Questions: The rational expression 5/(2x) - 3x/(x+1) is equivalent to .

Transcript text: The rational expression $\frac{5}{2 x}-\frac{3 x}{x+1}$ is equivalent to $\qquad$ .

Solution

Solution Steps

To combine the rational expressions, we need to find a common denominator. The common denominator for the fractions $\frac{5}{2x}$ and $\frac{3x}{x+1}$ is the product of the individual denominators, which is $2x(x+1)$. We then rewrite each fraction with this common denominator and combine them.

Step 1: Identify the Common Denominator

To combine the rational expressions $\frac{5}{2x}$ and $\frac{3x}{x+1}$, we first identify the common denominator. The common denominator is the product of the individual denominators: \[ 2x \cdot (x + 1) = 2x(x + 1) \]

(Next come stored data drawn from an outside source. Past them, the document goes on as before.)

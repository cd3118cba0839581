use std::path::{Path, PathBuf};

/// Name of the EFI variable carrying the parameter record
pub const EFI_VARIABLE_NAME: &str = "VentoyOsParam";
/// Vendor namespace of the EFI variable
pub const EFI_VARIABLE_GUID: &str = "77772020-2e77-6576-6e74-6f792e6e6574";

/// Where the running system exposes devices and firmware data.
///
/// `Default` points at the live system; tests root every path under a
/// temporary directory instead.
#[derive(Clone, Debug, PartialEq)]
pub struct Platform {
    pub sys_block: PathBuf,
    pub sys_class_block: PathBuf,
    pub dev: PathBuf,
    pub acpi_tables: PathBuf,
    pub efi: PathBuf,
    pub memory: PathBuf,
}

impl Default for Platform {
    fn default() -> Self {
        Self::rooted("/")
    }
}

impl Platform {
    pub fn rooted<P: AsRef<Path>>(root: P) -> Self {
        let root = root.as_ref();
        Self {
            sys_block: root.join("sys/block"),
            sys_class_block: root.join("sys/class/block"),
            dev: root.join("dev"),
            acpi_tables: root.join("sys/firmware/acpi/tables"),
            efi: root.join("sys/firmware/efi"),
            memory: root.join("dev/mem"),
        }
    }

    pub fn acpi_table(&self, signature: &str) -> PathBuf {
        self.acpi_tables.join(signature)
    }

    fn efi_variable_name() -> String {
        format!("{}-{}", EFI_VARIABLE_NAME, EFI_VARIABLE_GUID)
    }

    /// efivarfs file, content prefixed by 4 bytes of attributes
    pub fn efivarfs_variable(&self) -> PathBuf {
        self.efi.join("efivars").join(Self::efi_variable_name())
    }

    /// Legacy sysfs interface, raw content
    pub fn sysfs_variable(&self) -> PathBuf {
        self.efi.join("vars").join(Self::efi_variable_name()).join("data")
    }

    pub fn device(&self, name: &str) -> PathBuf {
        self.dev.join(name)
    }
}
use core::mem::{self, transmute};

use bitfield::bitfield;

use crate::endian::Little as LE;

pub(crate) const ENTRY_SIZE: usize = 32;
pub(crate) type RawEntry = [u8; ENTRY_SIZE];

#[derive(Copy, Clone, Debug, PartialEq, Eq)]
pub(crate) enum EntryType {
    AllocationBitmap,
    UpcaseTable,
    VolumeLabel,
    FileDirectory,
    VolumeGUID,
    TexFATPadding,
    StreamExtension,
    Filename,
    VendorExtension,
    VendorAllocation,
}

impl TryFrom<u8> for EntryType {
    type Error = u8;
    fn try_from(byte: u8) -> Result<Self, u8> {
        let value = match byte {
            // critical primary
            0x1 => Self::AllocationBitmap,
            0x2 => Self::UpcaseTable,
            0x3 => Self::VolumeLabel,
            0x5 => Self::FileDirectory,
            // benign primary
            0x20 => Self::VolumeGUID,
            0x21 => Self::TexFATPadding,
            // critical secondary
            0x40 => Self::StreamExtension,
            0x41 => Self::Filename,
            // benign secondary
            0x60 => Self::VendorExtension,
            0x61 => Self::VendorAllocation,
            _ => return Err(byte),
        };
        Ok(value)
    }
}

impl From<EntryType> for u8 {
    fn from(entry_type: EntryType) -> u8 {
        match entry_type {
            EntryType::AllocationBitmap => 0x1,
            EntryType::UpcaseTable => 0x2,
            EntryType::VolumeLabel => 0x3,
            EntryType::FileDirectory => 0x5,
            EntryType::VolumeGUID => 0x20,
            EntryType::TexFATPadding => 0x21,
            EntryType::StreamExtension => 0x40,
            EntryType::Filename => 0x41,
            EntryType::VendorExtension => 0x60,
            EntryType::VendorAllocation => 0x61,
        }
    }
}

#[derive(Copy, Clone, Default, Debug, PartialEq)]
pub(crate) struct RawEntryType(u8);

impl RawEntryType {
    #[cfg(test)]
    pub fn new(entry_type: EntryType, in_use: bool) -> Self {
        Self(u8::from(entry_type) | if in_use { 0x80 } else { 0 })
    }

    pub fn in_use(&self) -> bool {
        self.0 & 0x80 > 0
    }

    pub fn entry_type(&self) -> Result<EntryType, u8> {
        EntryType::try_from(self.0 & 0x7F)
    }

    pub fn is_end_of_directory(&self) -> bool {
        self.0 == 0
    }

    /// In use and of specified type
    pub fn is(&self, entry_type: EntryType) -> bool {
        self.in_use() && self.entry_type() == Ok(entry_type)
    }
}

impl From<u8> for RawEntryType {
    fn from(byte: u8) -> Self {
        Self(byte)
    }
}

impl From<RawEntryType> for u8 {
    fn from(entry_type: RawEntryType) -> u8 {
        entry_type.0
    }
}

bitfield! {
    #[derive(Copy, Clone, Default, PartialEq)]
    pub struct Flags(u8);
    impl Debug;
    pub allocation_possible, set_allocation_possible: 0;
    pub no_fat_chain, set_no_fat_chain: 1;
}

bitfield! {
    #[derive(Copy, Clone, Default)]
    pub struct FileAttributes(u16);
    impl Debug;
    pub read_only, _: 0;
    pub hidden, _: 1;
    pub system, _: 2;
    pub directory, set_directory: 4;
    pub archive, set_archive: 5;
}

#[derive(Copy, Clone, Debug, Default)]
#[repr(C, packed(1))]
pub(crate) struct FileDirectory {
    pub entry_type: RawEntryType,
    pub secondary_count: u8,
    pub set_checksum: LE<u16>,
    pub file_attributes: LE<u16>,
    _reserved1: [u8; 2],
    _timestamps: [u8; 17],
    _reserved2: [u8; 7],
}

impl FileDirectory {
    pub fn file_attributes(&self) -> FileAttributes {
        FileAttributes(self.file_attributes.to_ne())
    }
}

#[derive(Copy, Clone, Debug, Default)]
#[repr(C, packed(1))]
pub(crate) struct StreamExtension {
    pub entry_type: RawEntryType,
    pub general_secondary_flags: u8,
    _reserved1: u8,
    pub name_length: u8,
    pub name_hash: LE<u16>,
    _reserved2: [u8; 2],
    pub valid_data_length: LE<u64>,
    _reserved3: [u8; 4],
    pub first_cluster: LE<u32>,
    pub data_length: LE<u64>,
}

impl StreamExtension {
    pub fn flags(&self) -> Flags {
        Flags(self.general_secondary_flags)
    }
}

#[derive(Copy, Clone, Debug, Default)]
#[repr(C, packed(1))]
pub(crate) struct Filename {
    pub entry_type: RawEntryType,
    pub general_secondary_flags: u8,
    pub filename: [LE<u16>; 15],
}

impl Filename {
    pub fn units(&self) -> [u16; 15] {
        let filename = self.filename;
        filename.map(|unit| unit.to_ne())
    }
}

#[derive(Copy, Clone, Debug)]
#[repr(C, packed(1))]
pub(crate) struct UpcaseTable {
    pub entry_type: RawEntryType,
    _reserved1: [u8; 3],
    pub table_checksum: LE<u32>,
    _reserved2: [u8; 12],
    pub first_cluster: LE<u32>,
    pub data_length: LE<u64>,
}

macro_rules! raw_entry {
    ($($type:ty),+) => {
        $(
            impl From<RawEntry> for $type {
                fn from(entry: RawEntry) -> Self {
                    unsafe { transmute::<RawEntry, Self>(entry) }
                }
            }

            impl From<$type> for RawEntry {
                fn from(entry: $type) -> Self {
                    unsafe { transmute::<$type, Self>(entry) }
                }
            }
        )+
    };
}

raw_entry!(FileDirectory, StreamExtension, Filename, UpcaseTable);

const _: () = assert!(mem::size_of::<FileDirectory>() == ENTRY_SIZE);
const _: () = assert!(mem::size_of::<StreamExtension>() == ENTRY_SIZE);
const _: () = assert!(mem::size_of::<Filename>() == ENTRY_SIZE);
const _: () = assert!(mem::size_of::<UpcaseTable>() == ENTRY_SIZE);

#[derive(Default)]
pub(crate) struct Checksum(u16);

impl Checksum {
    pub fn write(&mut self, byte: u8) {
        let carry = if self.0 & 1 > 0 { 0x8000 } else { 0 };
        self.0 = (carry | (self.0 >> 1)).wrapping_add(byte as u16)
    }

    pub fn sum(&self) -> u16 {
        self.0
    }
}

/// Hash over up-cased UTF-16 name, stored in stream extension
pub(crate) fn name_hash(upcased: &[u16]) -> u16 {
    let mut checksum = Checksum::default();
    for unit in upcased {
        let [low, high] = unit.to_le_bytes();
        checksum.write(low);
        checksum.write(high);
    }
    checksum.sum()
}

/// Checksum over the whole up-case table, stored in its directory entry
pub(crate) fn table_checksum(bytes: &[u8]) -> u32 {
    bytes.iter().fold(0u32, |sum, &byte| ((sum & 1) << 31).wrapping_add(sum >> 1).wrapping_add(byte as u32))
}

/// Set checksum over primary and secondary entries, skipping the checksum field itself
pub(crate) fn set_checksum(entries: &[RawEntry]) -> u16 {
    let mut checksum = Checksum::default();
    for (index, entry) in entries.iter().enumerate() {
        for (i, &byte) in entry.iter().enumerate() {
            if index == 0 && (i == 2 || i == 3) {
                continue;
            }
            checksum.write(byte);
        }
    }
    checksum.sum()
}
//! Image location: the disk regions backing the boot image file.
//!
//! Wire format, little endian: identity GUID, image unit size, disk unit size,
//! region count, then `region count` entries of 16 bytes each.

use core::fmt::{Display, Formatter};
use core::mem;

use crate::endian::Little as LE;
use crate::error::{Error, Result};
use crate::record::IDENTITY;

/// Image is addressed in 2048 byte units
pub const IMAGE_UNIT_SIZE: u32 = 2048;
/// Disk is addressed in 512 byte units
pub const DISK_UNIT_SIZE: u32 = 512;

#[derive(Copy, Clone, Debug, Default, PartialEq, Eq)]
pub struct Region {
    pub image_start: u32, // unit image
    pub image_count: u32, // unit image
    pub disk_start: u64,  // unit disk
}

#[derive(Copy, Clone, Debug)]
#[repr(C, packed(1))]
struct RawHeader {
    identity: [u8; 16],
    image_unit_size: LE<u32>,
    disk_unit_size: LE<u32>,
    region_count: LE<u32>,
}

const HEADER_SIZE: usize = mem::size_of::<RawHeader>();

#[derive(Copy, Clone, Debug)]
#[repr(C, packed(1))]
struct RawRegion {
    image_count: LE<u32>,
    image_start: LE<u32>,
    disk_start: LE<u64>,
}

const REGION_SIZE: usize = mem::size_of::<RawRegion>();

#[derive(Clone, Debug, PartialEq, Eq)]
pub struct RegionList {
    identity: [u8; 16],
    image_unit_size: u32,
    disk_unit_size: u32,
    regions: Vec<Region>,
}

impl RegionList {
    pub fn new(regions: Vec<Region>) -> Self {
        Self { identity: IDENTITY, image_unit_size: IMAGE_UNIT_SIZE, disk_unit_size: DISK_UNIT_SIZE, regions }
    }

    /// Parse a snapshot, the region count bounded by the buffer
    pub fn parse(bytes: &[u8]) -> Result<Self> {
        let header: [u8; HEADER_SIZE] =
            bytes.get(..HEADER_SIZE).and_then(|b| b.try_into().ok()).ok_or(Error::Corrupted("location header"))?;
        let header = unsafe { mem::transmute::<[u8; HEADER_SIZE], RawHeader>(header) };
        let (image_unit_size, disk_unit_size) = (header.image_unit_size.to_ne(), header.disk_unit_size.to_ne());
        if image_unit_size == 0 || disk_unit_size == 0 || image_unit_size % disk_unit_size != 0 {
            return Err(Error::Corrupted("location unit size"));
        }
        let count = header.region_count.to_ne() as usize;
        let body = &bytes[HEADER_SIZE..];
        if count > body.len() / REGION_SIZE {
            warn!("Region count {} exceeds {} bytes of location", count, bytes.len());
            return Err(Error::Corrupted("location region count"));
        }
        let regions = body.chunks_exact(REGION_SIZE).take(count).map(|chunk| {
            let mut raw = [0u8; REGION_SIZE];
            raw.copy_from_slice(chunk);
            let raw = unsafe { mem::transmute::<[u8; REGION_SIZE], RawRegion>(raw) };
            Region {
                image_start: raw.image_start.to_ne(),
                image_count: raw.image_count.to_ne(),
                disk_start: raw.disk_start.to_ne(),
            }
        });
        Ok(Self { identity: header.identity, image_unit_size, disk_unit_size, regions: regions.collect() })
    }

    pub fn to_bytes(&self) -> Vec<u8> {
        let header = RawHeader {
            identity: self.identity,
            image_unit_size: self.image_unit_size.into(),
            disk_unit_size: self.disk_unit_size.into(),
            region_count: (self.regions.len() as u32).into(),
        };
        let mut bytes = Vec::with_capacity(HEADER_SIZE + self.regions.len() * REGION_SIZE);
        bytes.extend_from_slice(&unsafe { mem::transmute::<RawHeader, [u8; HEADER_SIZE]>(header) });
        for region in self.regions.iter() {
            let raw = RawRegion {
                image_count: region.image_count.into(),
                image_start: region.image_start.into(),
                disk_start: region.disk_start.into(),
            };
            bytes.extend_from_slice(&unsafe { mem::transmute::<RawRegion, [u8; REGION_SIZE]>(raw) });
        }
        bytes
    }

    pub fn regions(&self) -> &[Region] {
        &self.regions
    }

    pub fn has_identity(&self) -> bool {
        self.identity == IDENTITY
    }

    /// Disk units per image unit, 4 normally
    pub fn unit_ratio(&self) -> u64 {
        (self.image_unit_size / self.disk_unit_size) as u64
    }

    pub fn image_unit_size(&self) -> u32 {
        self.image_unit_size
    }

    pub fn disk_unit_size(&self) -> u32 {
        self.disk_unit_size
    }
}

/// Device-mapper linear table of the image over its partition
pub struct LinearTable<'a> {
    pub list: &'a RegionList,
    pub device: &'a str,
    pub partition_start: u64, // unit disk
}

impl<'a> Display for LinearTable<'a> {
    fn fmt(&self, f: &mut Formatter<'_>) -> core::fmt::Result {
        let ratio = self.list.unit_ratio();
        for region in self.list.regions() {
            let start = region.image_start as u64 * ratio;
            let count = region.image_count as u64 * ratio;
            let offset = region.disk_start.saturating_sub(self.partition_start);
            writeln!(f, "{} {} linear {} {}", start, count, self.device, offset)?;
        }
        Ok(())
    }
}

Step 2: Rewrite Each Fraction with the Common Denominator

Next, we rewrite each fraction with the common denominator: \[ \frac{5}{2x} = \frac{5(x + 1)}{2x(x + 1)} \] \[ \frac{3x}{x+1} = \frac{3x \cdot 2x}{2x(x + 1)} = \frac{6x^2}{2x(x + 1)} \]

Step 3: Combine the Fractions

We then combine the fractions: \[ \frac{5(x + 1)}{2x(x + 1)} - \frac{6x^2}{2x(x + 1)} = \frac{5(x + 1) - 6x^2}{2x(x + 1)} \]

Step 4: Simplify the Numerator

Simplify the numerator: \[ 5(x + 1) - 6x^2 = 5x + 5 - 6x^2 \] Thus, the combined expression is: \[ \frac{5x + 5 - 6x^2}{2x(x + 1)} \]